When Benny’s father asks him why he killed the girl, he replies that he did it to see what it felt like. Benny is not a monster; on the contrary, he remains constantly sympathetic. His crime is the result of his background’s failure to provide him with the tools of emotional empathy, even as it privileges him in terms of material well-being. His bewildered detachment is represented by his obsessive attachment to his camcorder. His encounter with the girl is marked by the sort of emotional curiosity that would lead one to expect some kind of sexual encounter. When he impulsively shoots her on a dare, it is her pain, her screaming, her expression of extreme emotion that Benny is unable to handle and that causes him to finish her off. He shoots her repeatedly simply to shut her up. The murder is seen entirely in one long take on a TV monitor which Benny’s camcorder is plugged into. This indirect view of the film’s key event steals the act from Benny, so to speak. It objectifies it, denying the youth the opportunity to form a fully rounded emotional response to his actions even as they occur. It is the beginning of a subtle disintegration of reality, which, suddenly lacking the anchor of any moral centre, will begin to drift into a ghostly virtual shadow of itself, like space when passed through Benny’s video images. This enforced objectification continues with his father’s calmly pragmatic handling of the crisis during which he decides to destroy the corpse and bury the incident. Not only is Benny unpunished, but denial becomes the centre not only of his existence, but of his mother’s also. During the father’s long speech after the killing in which he calmly weighs up the situation, she has difficulty suppressing outbursts of hysterical laughter for which her husband snaps at her. Later, having taken Benny on holiday to Egypt in order to forget his crime, she suddenly breaks down while lying on a hotel room bed with her son. Benny’s reaction to this is disturbed bemusement. As usual with Haneke, the characters’ feelings are not spelt out for us, but it is very possible that his internal dilemma consists of matching actions to emotions.

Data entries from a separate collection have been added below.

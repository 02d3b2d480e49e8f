use std::sync::atomic::{AtomicU64, Ordering};

use sqlx::SqlitePool;
use sqlx::sqlite::SqlitePoolOptions;

use crate::auth::{self, Role};
use crate::curriculum::{self, NewChapter, QuizQuestion};

static COUNTER: AtomicU64 = AtomicU64::new(0);

fn unique() -> u64 {
    COUNTER.fetch_add(1, Ordering::Relaxed)
}

pub async fn memory_pool() -> SqlitePool {
    // one connection so every query sees the same in-memory database
    let pool = SqlitePoolOptions::new()
        .max_connections(1)
        .connect("sqlite::memory:")
        .await
        .unwrap();
    sqlx::migrate!().run(&pool).await.unwrap();
    pool
}

pub async fn seed_school(db: &SqlitePool) -> i64 {
    let n = unique();
    sqlx::query("INSERT INTO schools (name, email, phone) VALUES (?, ?, '')")
        .bind(format!("School {n}"))
        .bind(format!("school{n}@example.com"))
        .execute(db)
        .await
        .unwrap()
        .last_insert_rowid()
}

pub async fn seed_user(
    db: &SqlitePool,
    school_id: i64,
    role: Role,
    instructor_id: Option<i64>,
) -> i64 {
    let n = unique();
    auth::create_user(
        db,
        school_id,
        role,
        format!("User {n}"),
        format!("user{n}@example.com"),
        "secret1".into(),
        instructor_id,
    )
    .await
    .unwrap()
}

pub async fn seed_program(db: &SqlitePool, school_id: i64) -> i64 {
    let n = unique();
    curriculum::create_program(db, school_id, format!("Program {n}"), "B".into(), 5)
        .await
        .unwrap()
}

pub async fn seed_chapter(db: &SqlitePool, program_id: i64, number: i64) -> i64 {
    curriculum::create_chapter(
        db,
        program_id,
        NewChapter {
            chapter_number: number,
            title: format!("Chapter {number}"),
            ebook_url: format!("https://cdn.example.com/ebooks/{number}.pdf"),
            video_url: format!("https://cdn.example.com/videos/{number}.mp4"),
            duration_minutes: 45,
        },
    )
    .await
    .unwrap()
}

pub async fn seed_quiz(db: &SqlitePool, chapter_id: i64, passing_score: i64) -> i64 {
    curriculum::upsert_quiz(
        db,
        chapter_id,
        "Checkpoint".into(),
        vec![
            question("What does a red octagon mean?", "Stop"),
            question("What does a yellow triangle mean?", "Yield"),
        ],
        passing_score,
    )
    .await
    .unwrap()
}

pub fn question(text: &str, correct: &str) -> QuizQuestion {
    QuizQuestion {
        question: text.to_string(),
        options: vec![
            correct.to_string(),
            "Yield".to_string(),
            "No entry".to_string(),
            "Speed limit".to_string(),
        ],
        correct_answer: correct.to_string(),
    }
}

Benny’s parents appear to act out of love, out of the parental instinct to protect their child. Yet this love has been reduced to the functions of love – at its heart is the denial of an evil act that allows for no process of dealing with and overcoming its trauma and also stifles the possibility of all but the most superficial communication between those involved. A love that denies human compassion; love itself become part of a materialist schematism. A love that is truly, as Fassbinder would say, colder than death. The mother’s outburst is perhaps the film’s only expression of true love manifest as healthy horror at the monstrousness of the situation, an outburst that goes against the severe rationalism that dictates every other aspect of the characters’ behaviour save, of course, for Benny’s. In this respect it echoes the crime by confronting Benny with the same, perhaps unbearable, spectacle of a woman’s uncontrollable distress, the only clue he has about the nature of the feelings he has become disconnected from.

Benny's Video

Visually, Benny’s Video can be divided into three distinct types of images. The first is the clinical, distanced space of Haneke’s 35mm images of Benny’s flat, his city haunts and certain portions of the holiday. These can be taken as a concrete representation of his affluently frigid reality. Then there are the warm, mysterious and sometimes startlingly beautiful handicam video images taken by Benny, which start to dominate during the holiday. Thirdly, and less prevalently, there are images of the city at night that appear during the first half of the film, apparently unconnected with either the objective view of Benny’s existence or his subjective camera-eye. Rather, these disturbingly independent images – negative versions of the contemplative groups of establishing shots that punctuate Ozu’s films – interrupt the narrative in order to evoke an outer world consisting of a frighteningly impersonal, inhuman void, an uncaringly inscrutable universe incapable of proposing answers to the problem at hand.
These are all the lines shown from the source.